Lucy appeared unfazed by Ephraim’s tirade,
but then, everyone in Newburyport was well used to his ways. She
eyed Mira with cool disdain and said airily, “From what I’ve heard,
that man will be Tracy.”

“What?” Ephraim’s fork came down so hard, his
plate cracked.

She shrugged her shoulders and swayed
slightly toward Matt, who was beginning to look disgusted with her.
“Oh, yes. Nathaniel tells Papa that Merrick’s lieutenant came to
him just this evening with a proposal.”

“Of all the goddamned luck!” Ephraim’s fist
crashed down on the table, rattling china, upsetting the chowder
bowls, and making crumbs of cornbread jump like fleas on a cat.
“This is the first I’ve heard!”

“Oh, and I’m sure it won’t be the last,
Captain Ashton,” Lucy said sweetly, heedless of Matt’s growing
annoyance with her. “Why, it’s all over town.”

Mira shoved her hands between her clamped
knees before she could give in to the urge to haul off and give
Miss Lucy Preble a bloody nose.
Act like a lady,
she told
herself.
Just this once.
She smoothed her skirts—native
homespun skirts, not that frippery Lucy was wearing—and turned to
face her father, determined, for once, to please him. “I am sorry,
Father.”

“Sorry?
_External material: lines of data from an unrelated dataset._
//! Storage capability consumed by the decoders.
//!
//! An archive is a tree of groups whose leaves are opaque data blocks.
//! Decoders only see the [`BlockGroup`] / [`DataBlock`] traits; the file
//! backed implementation lives in [`super::reader`], and [`MemGroup`] keeps
//! the whole tree in memory for tests and embedding.
//!
//! Every read carries a thread slot. Implementations that keep per-thread
//! handles use it to pick one; the rest ignore it.

use std::sync::Arc;

use crate::util::{Error, Result};

/// A leaf block of bytes.
pub trait DataBlock: Send + Sync {
    /// Size of the block in bytes.
    fn size(&self) -> u64;

    /// Copy `dest.len()` bytes starting at `offset` into `dest`.
    fn read(&self, offset: u64, dest: &mut [u8], slot: usize) -> Result<()>;

    /// True if the block holds no bytes.
    fn is_empty(&self) -> bool {
        self.size() == 0
    }

    /// Read the whole block.
    fn read_all(&self, slot: usize) -> Result<Vec<u8>> {
        let mut buf = vec![0u8; self.size() as usize];
        if !buf.is_empty() {
            self.read(0, &mut buf, slot)?;
        }
        Ok(buf)
    }
}

/// An ordered group of children, each either a group or a data block.
pub trait BlockGroup: Sized + Send + Sync {
    type Data: DataBlock;

    fn num_children(&self) -> usize;

    /// True if child `index` exists and is a data block.
    fn is_child_data(&self, index: usize) -> bool;

    /// True if child `index` exists and is a group.
    fn is_child_group(&self, index: usize) -> bool;

    /// Open child `index` as a data block.
    fn data(&self, index: usize, slot: usize) -> Result<Self::Data>;

    /// Open child `index` as a group.
    fn group(&self, index: usize, slot: usize) -> Result<Self>;

    /// Index of the last child, if it is a data block.
    fn last_data_index(&self) -> Option<usize> {
        let last = self.num_children().checked_sub(1)?;
        self.is_child_data(last).then_some(last)
    }
}

pub(crate) fn check_child(index: usize, count: usize) -> Result<()> {
    if index >= count {
        return Err(Error::ChildOutOfBounds { index, count });
    }
    Ok(())
}

pub(crate) fn check_range(offset: u64, len: usize, size: u64) -> Result<()> {
    match offset.checked_add(len as u64) {
        Some(end) if end <= size => Ok(()),
        _ => Err(Error::UnexpectedEof(offset.saturating_add(len as u64))),
    }
}

/// In-memory data block.
#[derive(Clone, Debug, PartialEq, Eq)]
pub struct MemData {
    bytes: Arc<[u8]>,
}

impl Default for MemData {
    fn default() -> Self {
        Self::new(Vec::new())
    }
}

impl MemData {
    pub fn new(bytes: impl Into<Vec<u8>>) -> Self {
        Self { bytes: bytes.into().into() }
    }

    pub fn as_bytes(&self) -> &[u8] {
        &self.bytes
    }
}

impl DataBlock for MemData {
    fn size(&self) -> u64 {
        self.bytes.len() as u64
    }

    fn read(&self, offset: u64, dest: &mut [u8], _slot: usize) -> Result<()> {
        check_range(offset, dest.len(), self.size())?;
        let start = offset as usize;
        dest.copy_from_slice(&self.bytes[start..start + dest.len()]);
        Ok(())
    }

    fn read_all(&self, _slot: usize) -> Result<Vec<u8>> {
        Ok(self.bytes.to_vec())
    }
}

/// Child of a [`MemGroup`].
#[derive(Clone, Debug)]
pub enum MemChild {
    Group(MemGroup),
    Data(MemData),
}

/// In-memory group. Cloning shares the children.
#[derive(Clone, Debug, Default)]
pub struct MemGroup {
    children: Arc<Vec<MemChild>>,
}

impl MemGroup {
    pub fn new() -> Self {
        Self::default()
    }

    /// Append a data child.
    pub fn push_data(&mut self, bytes: impl Into<Vec<u8>>) -> &mut Self {
        Arc::make_mut(&mut self.children).push(MemChild::Data(MemData::new(bytes)));
        self
    }

    /// Append a group child.
    pub fn push_group(&mut self, group: MemGroup) -> &mut Self {
        Arc::make_mut(&mut self.children).push(MemChild::Group(group));
        self
    }

    /// Builder form of [`push_data`](Self::push_data).
    pub fn with_data(mut self, bytes: impl Into<Vec<u8>>) -> Self {
        self.push_data(bytes);
        self
    }

    /// Builder form of [`push_group`](Self::push_group).
    pub fn with_group(mut self, group: MemGroup) -> Self {
        self.push_group(group);
        self
    }

    pub fn children(&self) -> &[MemChild] {
        &self.children
    }
}

impl BlockGroup for MemGroup {
    type Data = MemData;

    fn num_children(&self) -> usize {
        self.children.len()
    }

    fn is_child_data(&self, index: usize) -> bool {
        matches!(self.children.get(index), Some(MemChild::Data(_)))
    }

    fn is_child_group(&self, index: usize) -> bool {
        matches!(self.children.get(index), Some(MemChild::Group(_)))
    }

    fn data(&self, index: usize, _slot: usize) -> Result<MemData> {
        check_child(index, self.children.len())?;
        match &self.children[index] {
            MemChild::Data(data) => Ok(data.clone()),
            MemChild::Group(_) => Err(Error::TypeMismatch {
                expected: "data",
                actual: "group",
            }),
        }
    }

    fn group(&self, index: usize, _slot: usize) -> Result<MemGroup> {
        check_child(index, self.children.len())?;
        match &self.children[index] {
            MemChild::Group(group) => Ok(group.clone()),
            MemChild::Data(_) => Err(Error::TypeMismatch {
                expected: "group",
                actual: "data",
            }),
        }
    }
}
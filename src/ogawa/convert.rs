//! Saturating conversion between element kinds.
//!
//! One routine covers every ordered pair of kinds. Each element is loaded
//! into a wide intermediate ([`Value`]), clamped into the destination kind's
//! representable range and stored. Strings only convert to their own kind.
//!
//! Source and destination may be the same memory. When the destination
//! element is narrower than the source the scan runs low to high, otherwise
//! high to low, so no source element is overwritten before it is read.

use byteorder::{ByteOrder, LittleEndian};
use half::f16;

use crate::util::{Error, PlainOldDataType, Result};

/// Element value widened to a type that holds every kind exactly
/// (integers) or as closely as the source allows (floats).
#[derive(Clone, Copy, Debug, PartialEq)]
enum Value {
    Int(i128),
    Float(f64),
}

impl Value {
    fn is_zero(self) -> bool {
        match self {
            Value::Int(i) => i == 0,
            Value::Float(f) => f == 0.0,
        }
    }
}

/// Representable range of a destination kind.
#[derive(Clone, Copy, Debug, PartialEq)]
enum Bounds {
    Bool,
    Int { min: i128, max: i128 },
    /// Floats are symmetric: `[-max, max]`.
    Float { max: f64 },
}

/// Range table, one row per non-string kind.
fn bounds(pod: PlainOldDataType) -> Option<Bounds> {
    use PlainOldDataType::*;

    let bounds = match pod {
        Boolean => Bounds::Bool,
        Uint8 => Bounds::Int { min: 0, max: u8::MAX as i128 },
        Int8 => Bounds::Int { min: i8::MIN as i128, max: i8::MAX as i128 },
        Uint16 => Bounds::Int { min: 0, max: u16::MAX as i128 },
        Int16 => Bounds::Int { min: i16::MIN as i128, max: i16::MAX as i128 },
        Uint32 => Bounds::Int { min: 0, max: u32::MAX as i128 },
        Int32 => Bounds::Int { min: i32::MIN as i128, max: i32::MAX as i128 },
        Uint64 => Bounds::Int { min: 0, max: u64::MAX as i128 },
        Int64 => Bounds::Int { min: i64::MIN as i128, max: i64::MAX as i128 },
        Float16 => Bounds::Float { max: f16::MAX.to_f64() },
        Float32 => Bounds::Float { max: f32::MAX as f64 },
        Float64 => Bounds::Float { max: f64::MAX },
        String | Wstring => return None,
    };
    Some(bounds)
}

/// Clamp into `bounds`. Float to integer truncates toward zero; NaN becomes 0
/// for integers and stays NaN for floats.
fn saturate(value: Value, bounds: Bounds) -> Value {
    match bounds {
        Bounds::Bool => Value::Int(!value.is_zero() as i128),
        Bounds::Int { min, max } => {
            let i = match value {
                Value::Int(i) => i,
                Value::Float(f) => f as i128,
            };
            Value::Int(i.clamp(min, max))
        }
        // Integers in range stay integers so `store` casts them only once
        Bounds::Float { max } => match value {
            Value::Int(i) if (i as f64) > max => Value::Float(max),
            Value::Int(i) if (i as f64) < -max => Value::Float(-max),
            Value::Int(i) => Value::Int(i),
            Value::Float(f) => Value::Float(f.clamp(-max, max)),
        },
    }
}

fn load(pod: PlainOldDataType, b: &[u8]) -> Value {
    use PlainOldDataType::*;

    match pod {
        Boolean => Value::Int((b[0] != 0) as i128),
        Uint8 => Value::Int(b[0] as i128),
        Int8 => Value::Int(b[0] as i8 as i128),
        Uint16 => Value::Int(LittleEndian::read_u16(b) as i128),
        Int16 => Value::Int(LittleEndian::read_i16(b) as i128),
        Uint32 => Value::Int(LittleEndian::read_u32(b) as i128),
        Int32 => Value::Int(LittleEndian::read_i32(b) as i128),
        Uint64 => Value::Int(LittleEndian::read_u64(b) as i128),
        Int64 => Value::Int(LittleEndian::read_i64(b) as i128),
        Float16 => Value::Float(f16::from_bits(LittleEndian::read_u16(b)).to_f64()),
        Float32 => Value::Float(LittleEndian::read_f32(b) as f64),
        Float64 => Value::Float(LittleEndian::read_f64(b)),
        String | Wstring => unreachable!("string kinds never reach the numeric path"),
    }
}

/// Store a value already saturated into `pod`'s range.
fn store(pod: PlainOldDataType, value: Value, out: &mut [u8]) {
    use PlainOldDataType::*;

    let i = match value {
        Value::Int(i) => i,
        Value::Float(f) => f as i128,
    };
    match pod {
        Boolean | Uint8 => out[0] = i as u8,
        Int8 => out[0] = i as i8 as u8,
        Uint16 => LittleEndian::write_u16(out, i as u16),
        Int16 => LittleEndian::write_i16(out, i as i16),
        Uint32 => LittleEndian::write_u32(out, i as u32),
        Int32 => LittleEndian::write_i32(out, i as i32),
        Uint64 => LittleEndian::write_u64(out, i as u64),
        Int64 => LittleEndian::write_i64(out, i as i64),
        // an in-range integer fits f64 exactly, so this still rounds once
        Float16 => {
            let h = match value {
                Value::Int(i) => f16::from_f64(i as f64),
                Value::Float(f) => f16::from_f64(f),
            };
            LittleEndian::write_u16(out, h.to_bits())
        }
        Float32 => LittleEndian::write_f32(
            out,
            match value {
                Value::Int(i) => i as f32,
                Value::Float(f) => f as f32,
            },
        ),
        Float64 => LittleEndian::write_f64(
            out,
            match value {
                Value::Int(i) => i as f64,
                Value::Float(f) => f,
            },
        ),
        String | Wstring => unreachable!("string kinds never reach the numeric path"),
    }
}

/// Element scan direction.
#[derive(Clone, Copy, Debug, PartialEq, Eq)]
pub enum ScanOrder {
    LowToHigh,
    HighToLow,
}

impl ScanOrder {
    /// Low to high when narrowing, high to low otherwise.
    pub const fn for_conversion(from: PlainOldDataType, to: PlainOldDataType) -> Self {
        if to.num_bytes() < from.num_bytes() {
            Self::LowToHigh
        } else {
            Self::HighToLow
        }
    }

    fn indices(self, count: usize) -> impl Iterator<Item = usize> {
        let reverse = self == Self::HighToLow;
        (0..count).map(move |i| if reverse { count - 1 - i } else { i })
    }
}

/// Strings only pair with themselves.
fn check_pair(from: PlainOldDataType, to: PlainOldDataType) -> Result<()> {
    if from != to && (from.is_string() || to.is_string()) {
        return Err(Error::InvalidConversion { from, to });
    }
    Ok(())
}

/// Bytes the destination needs for `byte_count` source bytes.
pub fn converted_len(from: PlainOldDataType, to: PlainOldDataType, byte_count: usize) -> usize {
    if from == to {
        byte_count
    } else {
        byte_count / from.num_bytes() * to.num_bytes()
    }
}

fn ensure_capacity(needed: usize, got: usize) -> Result<()> {
    if got < needed {
        return Err(Error::BufferTooSmall { needed, got });
    }
    Ok(())
}

/// Convert `src` (whole elements of `from`) into `dst` as `to`.
///
/// Returns the number of bytes written. A trailing partial source element
/// is ignored.
pub fn convert(
    from: PlainOldDataType,
    to: PlainOldDataType,
    src: &[u8],
    dst: &mut [u8],
) -> Result<usize> {
    check_pair(from, to)?;
    let needed = converted_len(from, to, src.len());
    ensure_capacity(needed, dst.len())?;

    if from == to {
        dst[..needed].copy_from_slice(src);
        return Ok(needed);
    }

    let (sw, dw) = (from.num_bytes(), to.num_bytes());
    let Some(to_bounds) = bounds(to) else {
        return Err(Error::InvalidConversion { from, to });
    };
    for i in ScanOrder::for_conversion(from, to).indices(src.len() / sw) {
        let value = saturate(load(from, &src[i * sw..(i + 1) * sw]), to_bounds);
        store(to, value, &mut dst[i * dw..(i + 1) * dw]);
    }
    Ok(needed)
}

/// Convert the first `byte_count` bytes of `buf` from `from` to `to`,
/// writing the result over the same buffer.
///
/// Returns the number of bytes of converted output at the front of `buf`.
pub fn convert_in_place(
    from: PlainOldDataType,
    to: PlainOldDataType,
    buf: &mut [u8],
    byte_count: usize,
) -> Result<usize> {
    check_pair(from, to)?;
    let needed = converted_len(from, to, byte_count);
    ensure_capacity(needed.max(byte_count), buf.len())?;

    if from == to {
        return Ok(needed);
    }

    let (sw, dw) = (from.num_bytes(), to.num_bytes());
    let Some(to_bounds) = bounds(to) else {
        return Err(Error::InvalidConversion { from, to });
    };
    for i in ScanOrder::for_conversion(from, to).indices(byte_count / sw) {
        // Element i is read out before its slot (or any later one) is written
        let value = saturate(load(from, &buf[i * sw..(i + 1) * sw]), to_bounds);
        store(to, value, &mut buf[i * dw..(i + 1) * dw]);
    }
    Ok(needed)
}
You think being sorry’s gonna bring
Merrick back?”

“I said, I’m sorry.”

“Well, ye sure weren’t sorry after you ran
him down in the street! Why didn’t you think of saying ‘sorry’
then, huh? Cripes, maybe if you had, he’d be sitting there in that
cussed chair and I’d have an agreement right here—” He raised his
hand and shook an angry fist. “—to build that schooner. But no!
Thanks to you and yer damned shenanigans, Tracy’s gonna build it!
Why can’t ye be a daughter I can be proud of? Why can’t ye act like
a lady for once instead of a damned hoyden—”


I said I’m sorry!”

“—and why can’t ye be like Matt? Thank God I
have one offspring I can be proud of!”

Matt choked on his cornbread, and Mira stood
up so fast, her chair nearly went over backward. Tears blurred her
vision and she had to bite down hard on her lower lip to keep from
either losing her temper or crying in front of the other woman.
“I—” She swallowed, gulping. “I—”

“Father, I suggest you take this discussion
into the library,” Matt said firmly.

Ephraim threw down his fork. He sat there for
a long moment, his eyes hard, his lower lip quivering. “All my
life, I dreamed of gittin’ the chance to build a ship like that one
would’ve been,” he finally said, the bluster gone from his voice.
He looked at Mira, and she saw depths of pain in his eyes that
shook her to her soul. “I’m an old man, Mira. It ain’t much I asked
for. Just a little glory. Something that people would’ve remembered
me by when I’m gone.”

He put down his napkin, got to his feet, and
quietly left the room, leaving an awful silence in his wake.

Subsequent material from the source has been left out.